Start of Provided data

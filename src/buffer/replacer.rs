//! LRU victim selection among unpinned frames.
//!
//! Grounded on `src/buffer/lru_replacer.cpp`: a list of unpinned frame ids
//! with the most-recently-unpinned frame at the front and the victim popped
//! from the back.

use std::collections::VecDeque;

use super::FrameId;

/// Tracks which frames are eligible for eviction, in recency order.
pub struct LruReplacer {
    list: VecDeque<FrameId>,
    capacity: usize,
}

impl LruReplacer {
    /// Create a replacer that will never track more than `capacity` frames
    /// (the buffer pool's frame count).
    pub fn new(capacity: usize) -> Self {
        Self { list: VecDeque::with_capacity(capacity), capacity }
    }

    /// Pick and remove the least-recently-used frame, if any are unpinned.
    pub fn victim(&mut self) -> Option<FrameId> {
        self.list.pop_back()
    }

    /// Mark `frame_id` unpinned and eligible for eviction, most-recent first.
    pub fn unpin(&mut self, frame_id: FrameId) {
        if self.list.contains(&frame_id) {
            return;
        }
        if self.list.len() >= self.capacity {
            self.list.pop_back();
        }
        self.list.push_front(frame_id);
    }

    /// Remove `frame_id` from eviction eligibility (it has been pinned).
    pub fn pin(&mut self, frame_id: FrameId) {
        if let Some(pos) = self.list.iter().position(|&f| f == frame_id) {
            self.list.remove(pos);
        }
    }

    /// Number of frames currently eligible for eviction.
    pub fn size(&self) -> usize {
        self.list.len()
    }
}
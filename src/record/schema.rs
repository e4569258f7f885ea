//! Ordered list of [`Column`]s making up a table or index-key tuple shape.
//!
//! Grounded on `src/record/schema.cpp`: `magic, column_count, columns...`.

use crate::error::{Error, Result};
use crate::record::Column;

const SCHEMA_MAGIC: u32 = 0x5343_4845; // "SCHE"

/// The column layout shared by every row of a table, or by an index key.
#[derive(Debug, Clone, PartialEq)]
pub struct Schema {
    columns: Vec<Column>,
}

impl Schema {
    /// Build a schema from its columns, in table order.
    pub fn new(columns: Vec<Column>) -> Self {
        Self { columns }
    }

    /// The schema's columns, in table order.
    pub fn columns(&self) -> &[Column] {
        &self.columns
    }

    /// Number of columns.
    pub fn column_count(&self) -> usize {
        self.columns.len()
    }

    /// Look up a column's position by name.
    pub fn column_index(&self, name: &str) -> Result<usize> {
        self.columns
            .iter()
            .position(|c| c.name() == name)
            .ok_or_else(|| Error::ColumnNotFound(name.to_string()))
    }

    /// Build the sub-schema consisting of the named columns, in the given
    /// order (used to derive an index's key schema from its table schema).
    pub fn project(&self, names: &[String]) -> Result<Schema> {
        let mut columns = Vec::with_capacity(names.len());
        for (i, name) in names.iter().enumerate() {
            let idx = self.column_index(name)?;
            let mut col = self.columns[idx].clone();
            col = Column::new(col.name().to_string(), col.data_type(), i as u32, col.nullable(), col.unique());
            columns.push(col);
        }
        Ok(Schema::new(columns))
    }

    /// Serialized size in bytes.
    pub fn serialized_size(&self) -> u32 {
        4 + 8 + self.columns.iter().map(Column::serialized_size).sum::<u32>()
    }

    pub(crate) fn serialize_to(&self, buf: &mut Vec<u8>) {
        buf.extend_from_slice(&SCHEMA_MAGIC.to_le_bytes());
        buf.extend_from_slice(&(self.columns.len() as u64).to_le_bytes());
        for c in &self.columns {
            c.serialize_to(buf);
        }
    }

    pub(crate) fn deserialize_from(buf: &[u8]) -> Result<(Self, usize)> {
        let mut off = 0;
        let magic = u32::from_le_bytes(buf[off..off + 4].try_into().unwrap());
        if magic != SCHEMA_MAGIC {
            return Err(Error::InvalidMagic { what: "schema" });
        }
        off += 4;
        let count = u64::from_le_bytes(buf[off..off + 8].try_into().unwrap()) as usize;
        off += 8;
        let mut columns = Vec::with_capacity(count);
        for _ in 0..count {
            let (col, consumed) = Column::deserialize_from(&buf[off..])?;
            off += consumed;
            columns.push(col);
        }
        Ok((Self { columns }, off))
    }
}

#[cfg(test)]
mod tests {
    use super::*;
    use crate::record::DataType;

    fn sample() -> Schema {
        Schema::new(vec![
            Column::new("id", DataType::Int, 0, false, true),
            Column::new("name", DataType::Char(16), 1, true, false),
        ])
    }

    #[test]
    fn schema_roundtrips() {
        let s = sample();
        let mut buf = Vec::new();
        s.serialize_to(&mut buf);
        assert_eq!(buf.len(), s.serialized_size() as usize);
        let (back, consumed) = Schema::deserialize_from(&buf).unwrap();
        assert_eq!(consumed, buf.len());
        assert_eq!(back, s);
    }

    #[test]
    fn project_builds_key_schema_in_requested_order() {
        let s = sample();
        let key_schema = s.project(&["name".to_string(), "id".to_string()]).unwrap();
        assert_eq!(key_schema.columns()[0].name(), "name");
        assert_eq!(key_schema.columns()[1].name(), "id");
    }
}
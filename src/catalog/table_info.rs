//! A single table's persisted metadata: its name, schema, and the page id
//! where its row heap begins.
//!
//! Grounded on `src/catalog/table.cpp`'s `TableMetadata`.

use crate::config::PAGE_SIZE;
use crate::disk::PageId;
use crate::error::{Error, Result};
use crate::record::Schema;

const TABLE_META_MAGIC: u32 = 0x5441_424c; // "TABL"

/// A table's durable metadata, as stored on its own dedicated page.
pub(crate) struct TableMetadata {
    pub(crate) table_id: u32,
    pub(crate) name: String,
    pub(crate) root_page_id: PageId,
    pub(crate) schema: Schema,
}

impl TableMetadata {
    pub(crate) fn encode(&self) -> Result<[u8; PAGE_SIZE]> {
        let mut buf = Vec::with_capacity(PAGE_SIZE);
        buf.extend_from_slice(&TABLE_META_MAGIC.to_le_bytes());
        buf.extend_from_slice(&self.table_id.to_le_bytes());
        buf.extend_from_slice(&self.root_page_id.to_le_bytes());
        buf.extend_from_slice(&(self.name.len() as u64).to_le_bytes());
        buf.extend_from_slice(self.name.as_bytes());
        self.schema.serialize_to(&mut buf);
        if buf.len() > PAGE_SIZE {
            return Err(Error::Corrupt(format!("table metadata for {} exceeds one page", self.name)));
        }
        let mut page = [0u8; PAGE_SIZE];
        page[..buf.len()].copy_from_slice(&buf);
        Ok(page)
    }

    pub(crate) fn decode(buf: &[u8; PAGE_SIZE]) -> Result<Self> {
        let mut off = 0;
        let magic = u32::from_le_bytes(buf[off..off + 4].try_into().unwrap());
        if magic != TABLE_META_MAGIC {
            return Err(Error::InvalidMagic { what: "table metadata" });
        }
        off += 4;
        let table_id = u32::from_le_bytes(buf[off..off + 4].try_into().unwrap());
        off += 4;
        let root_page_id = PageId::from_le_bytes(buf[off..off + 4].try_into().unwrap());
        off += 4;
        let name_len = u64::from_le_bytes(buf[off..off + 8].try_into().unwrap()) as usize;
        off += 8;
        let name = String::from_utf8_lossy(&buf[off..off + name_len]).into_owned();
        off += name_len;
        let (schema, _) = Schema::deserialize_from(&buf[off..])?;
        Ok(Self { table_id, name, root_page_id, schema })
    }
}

End of Provided data
Start of Provided data

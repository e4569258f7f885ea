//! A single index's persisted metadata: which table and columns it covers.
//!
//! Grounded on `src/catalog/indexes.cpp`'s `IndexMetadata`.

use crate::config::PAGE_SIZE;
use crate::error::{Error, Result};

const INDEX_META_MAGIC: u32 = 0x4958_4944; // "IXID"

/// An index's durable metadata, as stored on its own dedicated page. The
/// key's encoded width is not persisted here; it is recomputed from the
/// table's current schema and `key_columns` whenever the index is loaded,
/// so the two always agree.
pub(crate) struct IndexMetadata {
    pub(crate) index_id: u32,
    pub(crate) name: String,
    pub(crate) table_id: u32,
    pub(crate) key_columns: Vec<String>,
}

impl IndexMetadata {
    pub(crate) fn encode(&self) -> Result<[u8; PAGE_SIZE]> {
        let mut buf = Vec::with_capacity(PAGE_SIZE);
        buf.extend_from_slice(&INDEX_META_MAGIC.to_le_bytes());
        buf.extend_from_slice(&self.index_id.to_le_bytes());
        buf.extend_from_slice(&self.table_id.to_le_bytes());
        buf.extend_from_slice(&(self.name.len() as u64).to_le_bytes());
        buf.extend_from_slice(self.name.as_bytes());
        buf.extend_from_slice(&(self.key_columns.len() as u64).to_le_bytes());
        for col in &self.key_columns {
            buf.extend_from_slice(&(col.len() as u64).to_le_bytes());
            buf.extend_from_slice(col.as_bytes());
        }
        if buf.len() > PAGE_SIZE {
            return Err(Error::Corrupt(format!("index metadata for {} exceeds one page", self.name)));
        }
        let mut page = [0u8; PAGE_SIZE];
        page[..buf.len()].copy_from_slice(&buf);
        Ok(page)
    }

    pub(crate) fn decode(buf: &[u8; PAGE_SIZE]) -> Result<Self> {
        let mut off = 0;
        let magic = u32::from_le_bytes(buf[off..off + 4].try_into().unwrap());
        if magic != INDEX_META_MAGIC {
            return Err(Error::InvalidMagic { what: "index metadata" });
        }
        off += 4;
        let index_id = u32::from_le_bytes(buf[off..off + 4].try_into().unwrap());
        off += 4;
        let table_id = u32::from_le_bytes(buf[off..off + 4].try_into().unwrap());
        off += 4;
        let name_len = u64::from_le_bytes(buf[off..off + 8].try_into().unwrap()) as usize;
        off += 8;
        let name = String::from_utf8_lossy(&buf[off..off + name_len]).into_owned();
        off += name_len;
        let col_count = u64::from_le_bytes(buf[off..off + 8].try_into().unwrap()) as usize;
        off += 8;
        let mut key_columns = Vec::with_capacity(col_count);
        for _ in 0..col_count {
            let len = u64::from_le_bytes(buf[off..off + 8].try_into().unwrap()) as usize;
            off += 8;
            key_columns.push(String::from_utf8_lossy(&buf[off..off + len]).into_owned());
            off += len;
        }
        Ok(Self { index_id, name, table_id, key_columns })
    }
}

End of Provided data

[Your task]: What you give back should be exactly the lines of the data above from the line with "filename src/buffer/replacer.rs" through the line with "schema's columns, in table order.", both of those included, and nothing more.

[Answer for the task]:
filename src/buffer/replacer.rs
//! LRU victim selection among unpinned frames.
//!
//! Grounded on `src/buffer/lru_replacer.cpp`: a list of unpinned frame ids
//! with the most-recently-unpinned frame at the front and the victim popped
//! from the back.

use std::collections::VecDeque;

use super::FrameId;

/// Tracks which frames are eligible for eviction, in recency order.
pub struct LruReplacer {
    list: VecDeque<FrameId>,
    capacity: usize,
}

impl LruReplacer {
    /// Create a replacer that will never track more than `capacity` frames
    /// (the buffer pool's frame count).
    pub fn new(capacity: usize) -> Self {
        Self { list: VecDeque::with_capacity(capacity), capacity }
    }

    /// Pick and remove the least-recently-used frame, if any are unpinned.
    pub fn victim(&mut self) -> Option<FrameId> {
        self.list.pop_back()
    }

    /// Mark `frame_id` unpinned and eligible for eviction, most-recent first.
    pub fn unpin(&mut self, frame_id: FrameId) {
        if self.list.contains(&frame_id) {
            return;
        }
        if self.list.len() >= self.capacity {
            self.list.pop_back();
        }
        self.list.push_front(frame_id);
    }

    /// Remove `frame_id` from eviction eligibility (it has been pinned).
    pub fn pin(&mut self, frame_id: FrameId) {
        if let Some(pos) = self.list.iter().position(|&f| f == frame_id) {
            self.list.remove(pos);
        }
    }

    /// Number of frames currently eligible for eviction.
    pub fn size(&self) -> usize {
        self.list.len()
    }
}
filename src/record/schema.rs
repository e4569258f7f885ea
//! Ordered list of [`Column`]s making up a table or index-key tuple shape.
//!
//! Grounded on `src/record/schema.cpp`: `magic, column_count, columns...`.

use crate::error::{Error, Result};
use crate::record::Column;

const SCHEMA_MAGIC: u32 = 0x5343_4845; // "SCHE"

/// The column layout shared by every row of a table, or by an index key.
#[derive(Debug, Clone, PartialEq)]
pub struct Schema {
    columns: Vec<Column>,
}

impl Schema {
    /// Build a schema from its columns, in table order.
    pub fn new(columns: Vec<Column>) -> Self {
        Self { columns }
    }

    /// The schema's columns, in table order.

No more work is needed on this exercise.